**Subscribe** to this channel and **follow** *@dsbyhadi* on twitter for updates!

*email: datasciencebyhadi@gmail.com*

----

# NLP: Natural Language Processing

Deals with `unstructured` data(e.g. text) vs. `structured` data (e.g. tabular data)

It's *natural* language --> there are a variety of problems in this area.

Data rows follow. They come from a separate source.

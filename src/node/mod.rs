//! Node facade.
//!
//! - [`HarnessNode`] drives one daemon through launch → bring-up → watch → stop.
//! - [`NodeBuilder`] wires the bus, subscribers and dialer.
//! - [`NodeIds`] numbers nodes; [`TaskGroup`] joins a generation's background tasks.

mod builder;
mod controller;
mod ids;
mod tasks;

pub use builder::NodeBuilder;
pub use controller::HarnessNode;
pub use ids::{NodeId, NodeIds};
pub use tasks::TaskGroup;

* Named Entity Recognition
* Part Of Speech (POS) tagging
* Machine Translation
* Text Summarization 
* Sentiment Analysis
* ...

(of course `you don't need to be a lingustic expert!`)

   ---

## Sentiment Analysis

It's an example of Text Classification Problem and by this we are going to cover:

* Binary Classificaiton (The document is + or -)
* Multi-Class Classification (The document is + or neutral or -) or ( The document is ++ or + or . or - or --)
* Multi-label Classification (The document has profanity or hate speech or insult, i.e. each document could have multiple labels at the same time)

## Approaches
* Bag of Words (BOW)
* Embedding

** Packages/Tools **
* sklearn 
* spaCy
* NLTK
* StanfordNLP
* spark NLP (John Snow Labs)
* FastText
* ..

****

#### BOW

Tokens(e.g. words) are the features, and a process similar to one-hot encoding happens on them. Then a document is represented by the sum of vectors corresponding to its tokens.

Example.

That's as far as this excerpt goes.